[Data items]
---------------
//! Test runner
//!
//! Orchestrates running `.in` scripts: discovers them, gives each its own
//! sandbox directory, runs the script, and turns the outcome into a
//! [`Verdict`].

use std::path::{Path, PathBuf};
use std::time::{Duration, Instant};

use crate::engine::Engine;
use crate::error::ScriptError;
use crate::matcher::OutputMatcher;
use crate::sandbox::{ConsoleDecisions, DecisionSource, Executor, ProgramExecutor, SandboxDir};
use crate::source::{LineId, LineSource};
use crate::state::State;

/// Default per-command deadline
pub const DEFAULT_TIMEOUT: Duration = Duration::from_secs(10);

/// Configuration for the test runner
#[derive(Debug, Clone)]
pub struct RunConfig {
    /// Directory holding the fixtures referenced by `+` and `=`
    pub fixtures: PathBuf,
    /// Directory the per-script sandboxes are created in
    pub workdir_root: PathBuf,
    /// Initial deadline for each `>` (`None` = unlimited); `T` overrides it
    pub timeout: Option<Duration>,
    /// Edit distance still accepted for literal `<<<` blocks
    pub tolerance: usize,
    /// Keep sandbox directories after the script finishes
    pub keep: bool,
    /// Log every executed line
    pub verbose: bool,
    /// File extensions picked up when scanning a directory
    pub extensions: Vec<String>,
    /// Command line of the program under test
    pub program: String,
    /// Command line used to step into a command; falls back to `program`
    pub debug_program: Option<String>,
    /// Prompt on the terminal before every `>`
    pub step_debug: bool,
}

impl Default for RunConfig {
    fn default() -> Self {
        Self {
            fixtures: PathBuf::from("src"),
            workdir_root: PathBuf::from("."),
            timeout: Some(DEFAULT_TIMEOUT),
            tolerance: 0,
            keep: false,
            verbose: false,
            extensions: vec![".in".into()],
            program: "staff-gitlet".into(),
            debug_program: None,
            step_debug: false,
        }
    }
}

/// Outcome of one script
#[derive(Debug, Clone, PartialEq, Eq)]
pub enum Verdict {
    /// Every directive succeeded
    Passed,
    /// The program under test misbehaved at `line`
    Failed { reason: String, line: Option<LineId> },
    /// The script itself is defective
    Malformed { reason: String, line: Option<LineId> },
    /// The operator quit from step-debug mode
    Aborted,
}

impl Verdict {
    fn from_error(err: &ScriptError) -> Self {
        if err.is_quit() {
            Verdict::Aborted
        } else if err.is_malformed() {
            Verdict::Malformed { reason: err.message.clone(), line: err.line.clone() }
        } else {
            Verdict::Failed { reason: err.message.clone(), line: err.line.clone() }
        }
    }

    pub fn is_passed(&self) -> bool {
        matches!(self, Verdict::Passed)
    }

    /// Line of the failing directive, if any
    pub fn line(&self) -> Option<&LineId> {
        match self {
            Verdict::Failed { line, .. } | Verdict::Malformed { line, .. } => line.as_ref(),
            _ => None,
        }
    }

    /// Short reason for a failed or malformed script
    pub fn reason(&self) -> Option<&str> {
        match self {
            Verdict::Failed { reason, .. } | Verdict::Malformed { reason, .. } => Some(reason),
            _ => None,
        }
    }

    /// Console status: `OK`, `ERROR (..)` when the program misbehaved,
    /// `FAILED (..)` when the script itself is at fault.
    pub fn label(&self) -> String {
        match self {
            Verdict::Passed => "OK".to_string(),
            Verdict::Failed { reason, .. } => format!("ERROR ({})", reason),
            Verdict::Malformed { reason, .. } => format!("FAILED ({})", reason),
            Verdict::Aborted => "Exiting Debug mode ...".to_string(),
        }
    }
}

/// How many failing scripts get a full listing
#[derive(Debug, Clone, Copy, PartialEq, Eq)]
pub enum ShowLimit {
    Count(usize),
    All,
}

impl ShowLimit {
    /// A count, or `all` for no limit.
    pub fn parse(value: &str) -> Result<Self, String> {
        if value.eq_ignore_ascii_case("all") {
            return Ok(ShowLimit::All);
        }
        value.parse::<usize>()
            .map(ShowLimit::Count)
            .map_err(|_| format!("expected a number or 'all', got '{}'", value))
    }

    /// Use up one listing; `false` once the limit is exhausted.
    pub fn take(&mut self) -> bool {
        match self {
            ShowLimit::All => true,
            ShowLimit::Count(0) => false,
            ShowLimit::Count(left) => {
                *left -= 1;
                true
            }
        }
    }
}

/// Result of running all tests
#[derive(Debug)]
pub struct TestResult {
    /// Individual test case results
    pub cases: Vec<TestCaseResult>,
    /// Total duration
    pub duration: Duration,
}

impl TestResult {
    /// No script failed or was malformed
    pub fn all_passed(&self) -> bool {
        self.failed_count() == 0 && self.malformed_count() == 0
    }

    pub fn passed_count(&self) -> usize {
        self.count(|v| matches!(v, Verdict::Passed))
    }

    pub fn failed_count(&self) -> usize {
        self.count(|v| matches!(v, Verdict::Failed { .. }))
    }

    pub fn malformed_count(&self) -> usize {
        self.count(|v| matches!(v, Verdict::Malformed { .. }))
    }

    pub fn aborted_count(&self) -> usize {
        self.count(|v| matches!(v, Verdict::Aborted))
    }

    fn count(&self, pred: impl Fn(&Verdict) -> bool) -> usize {
        self.cases.iter().filter(|c| pred(&c.verdict)).count()
    }

    /// Format a summary line
    pub fn summary(&self) -> String {
        let mut line = format!("Ran {} tests. ", self.cases.len());
        if self.all_passed() && self.aborted_count() == 0 {
            line.push_str("All passed.");
        } else {
            line.push_str(&format!("{} passed.", self.passed_count()));
            if self.malformed_count() > 0 {
                line.push_str(&format!(" {} malformed.", self.malformed_count()));
            }
        }
        line.push_str(&format!(" ({}ms)", self.duration.as_millis()));
        line
    }
}

/// Result of a single test case
#[derive(Debug)]
pub struct TestCaseResult {
    /// Test name (filename without extension)
    pub name: String,
    /// Source file path
    pub file: PathBuf,
    pub verdict: Verdict,
    /// Execution log
    pub log: String,
    /// Files pulled in with `I`, in include order
    pub included: Vec<PathBuf>,
    /// Duration
    pub duration: Duration,
    /// Sandbox directory (if kept)
    pub workdir: Option<PathBuf>,
}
---------------
Activity>
Nothing may be left out: return each entry exactly as it reads.

Response>
//! Test runner
//!
//! Orchestrates running `.in` scripts: discovers them, gives each its own
//! sandbox directory, runs the script, and turns the outcome into a
//! [`Verdict`].

use std::path::{Path, PathBuf};
use std::time::{Duration, Instant};

use crate::engine::Engine;
use crate::error::ScriptError;
use crate::matcher::OutputMatcher;
use crate::sandbox::{ConsoleDecisions, DecisionSource, Executor, ProgramExecutor, SandboxDir};
use crate::source::{LineId, LineSource};
use crate::state::State;

/// Default per-command deadline
pub const DEFAULT_TIMEOUT: Duration = Duration::from_secs(10);

/// Configuration for the test runner
#[derive(Debug, Clone)]
pub struct RunConfig {
    /// Directory holding the fixtures referenced by `+` and `=`
    pub fixtures: PathBuf,
    /// Directory the per-script sandboxes are created in
    pub workdir_root: PathBuf,
    /// Initial deadline for each `>` (`None` = unlimited); `T` overrides it
    pub timeout: Option<Duration>,
    /// Edit distance still accepted for literal `<<<` blocks
    pub tolerance: usize,
    /// Keep sandbox directories after the script finishes
    pub keep: bool,
    /// Log every executed line
    pub verbose: bool,
    /// File extensions picked up when scanning a directory
    pub extensions: Vec<String>,
    /// Command line of the program under test
    pub program: String,
    /// Command line used to step into a command; falls back to `program`
    pub debug_program: Option<String>,
    /// Prompt on the terminal before every `>`
    pub step_debug: bool,
}

impl Default for RunConfig {
    fn default() -> Self {
        Self {
            fixtures: PathBuf::from("src"),
            workdir_root: PathBuf::from("."),
            timeout: Some(DEFAULT_TIMEOUT),
            tolerance: 0,
            keep: false,
            verbose: false,
            extensions: vec![".in".into()],
            program: "staff-gitlet".into(),
            debug_program: None,
            step_debug: false,
        }
    }
}

/// Outcome of one script
#[derive(Debug, Clone, PartialEq, Eq)]
pub enum Verdict {
    /// Every directive succeeded
    Passed,
    /// The program under test misbehaved at `line`
    Failed { reason: String, line: Option<LineId> },
    /// The script itself is defective
    Malformed { reason: String, line: Option<LineId> },
    /// The operator quit from step-debug mode
    Aborted,
}

impl Verdict {
    fn from_error(err: &ScriptError) -> Self {
        if err.is_quit() {
            Verdict::Aborted
        } else if err.is_malformed() {
            Verdict::Malformed { reason: err.message.clone(), line: err.line.clone() }
        } else {
            Verdict::Failed { reason: err.message.clone(), line: err.line.clone() }
        }
    }

    pub fn is_passed(&self) -> bool {
        matches!(self, Verdict::Passed)
    }

    /// Line of the failing directive, if any
    pub fn line(&self) -> Option<&LineId> {
        match self {
            Verdict::Failed { line, .. } | Verdict::Malformed { line, .. } => line.as_ref(),
            _ => None,
        }
    }

    /// Short reason for a failed or malformed script
    pub fn reason(&self) -> Option<&str> {
        match self {
            Verdict::Failed { reason, .. } | Verdict::Malformed { reason, .. } => Some(reason),
            _ => None,
        }
    }

    /// Console status: `OK`, `ERROR (..)` when the program misbehaved,
    /// `FAILED (..)` when the script itself is at fault.
    pub fn label(&self) -> String {
        match self {
            Verdict::Passed => "OK".to_string(),
            Verdict::Failed { reason, .. } => format!("ERROR ({})", reason),
            Verdict::Malformed { reason, .. } => format!("FAILED ({})", reason),
            Verdict::Aborted => "Exiting Debug mode ...".to_string(),
        }
    }
}

/// How many failing scripts get a full listing
#[derive(Debug, Clone, Copy, PartialEq, Eq)]
pub enum ShowLimit {
    Count(usize),
    All,
}

impl ShowLimit {
    /// A count, or `all` for no limit.
    pub fn parse(value: &str) -> Result<Self, String> {
        if value.eq_ignore_ascii_case("all") {
            return Ok(ShowLimit::All);
        }
        value.parse::<usize>()
            .map(ShowLimit::Count)
            .map_err(|_| format!("expected a number or 'all', got '{}'", value))
    }

    /// Use up one listing; `false` once the limit is exhausted.
    pub fn take(&mut self) -> bool {
        match self {
            ShowLimit::All => true,
            ShowLimit::Count(0) => false,
            ShowLimit::Count(left) => {
                *left -= 1;
                true
            }
        }
    }
}

/// Result of running all tests
#[derive(Debug)]
pub struct TestResult {
    /// Individual test case results
    pub cases: Vec<TestCaseResult>,
    /// Total duration
    pub duration: Duration,
}

impl TestResult {
    /// No script failed or was malformed
    pub fn all_passed(&self) -> bool {
        self.failed_count() == 0 && self.malformed_count() == 0
    }

    pub fn passed_count(&self) -> usize {
        self.count(|v| matches!(v, Verdict::Passed))
    }

    pub fn failed_count(&self) -> usize {
        self.count(|v| matches!(v, Verdict::Failed { .. }))
    }

    pub fn malformed_count(&self) -> usize {
        self.count(|v| matches!(v, Verdict::Malformed { .. }))
    }

    pub fn aborted_count(&self) -> usize {
        self.count(|v| matches!(v, Verdict::Aborted))
    }

    fn count(&self, pred: impl Fn(&Verdict) -> bool) -> usize {
        self.cases.iter().filter(|c| pred(&c.verdict)).count()
    }

    /// Format a summary line
    pub fn summary(&self) -> String {
        let mut line = format!("Ran {} tests. ", self.cases.len());
        if self.all_passed() && self.aborted_count() == 0 {
            line.push_str("All passed.");
        } else {
            line.push_str(&format!("{} passed.", self.passed_count()));
            if self.malformed_count() > 0 {
                line.push_str(&format!(" {} malformed.", self.malformed_count()));
            }
        }
        line.push_str(&format!(" ({}ms)", self.duration.as_millis()));
        line
    }
}

/// Result of a single test case
#[derive(Debug)]
pub struct TestCaseResult {
    /// Test name (filename without extension)
    pub name: String,
    /// Source file path
    pub file: PathBuf,
    pub verdict: Verdict,
    /// Execution log
    pub log: String,
    /// Files pulled in with `I`, in include order
    pub included: Vec<PathBuf>,
    /// Duration
    pub duration: Duration,
    /// Sandbox directory (if kept)
    pub workdir: Option<PathBuf>,
}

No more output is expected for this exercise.